Classifying Variants of Uncertain Significance associated with breast cancer

The identification of genetic, environmental and lifestyle factors that contribute to breast cancer susceptibility has had a marked impact on breast cancer prevention, early detection and treatment. Interventions for carriers of pathogenic and likely pathogenic (PLP) variants in breast cancer susceptibility genes include surgical, medical or lifestyle risk reducing treatments that can significantly reduce cancer risk. Currently, only a limited number of variants in these genes are classified as PLP and genomic testing predominantly targets women with a strong family or personal history of breast or ovarian cancer.
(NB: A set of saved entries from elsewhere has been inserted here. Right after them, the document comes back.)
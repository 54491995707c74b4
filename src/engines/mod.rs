//! Speech engines.
//!
//! This module contains [`SpeechEngine`](crate::SpeechEngine) implementations.
//!
//! # Available Engines
//!
//! Enable engines via Cargo features:
//! - `espeak` - speaks through a local `espeak-ng` binary (on by default)

#[cfg(feature = "espeak")]
pub mod espeak;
A major clinical challenge is that >50% of variants in cancer predisposition genes are currently classified as variants of uncertain significance (VUS). Most VUS’s are missense variants, and the functional impact and clinical significance of these variants is not obvious. The high number of VUS’s limit the utility of population genomic screening and are a major obstacle for patients and clinicians. Using high throughput functional screens, we developed a robust, cost and time efficient strategy to build libraries that contain every possible variant in a cancer susceptibility gene and to experimentally measure the function of these variants. In this project, we will obtain a comprehensive map of functional variants in genes associated with one of the high and moderate breast cancer risk. We will implement these findings in variant classification rules by working with clinical variant curation expert panels and engagement with our network of clinicians (including genetic counsellors and clinical geneticists). Using large scale CRISPR screens and by systematic profiling of expression changes associated with pathogenic variants, we will identify exploitable interventions associated with PLP variants. This will enable future strategies for variant specific treatment and prevention. The findings will have an immediate impact on preventing cancer and a longer-term impact via the next-generation development of precision cancer treatments.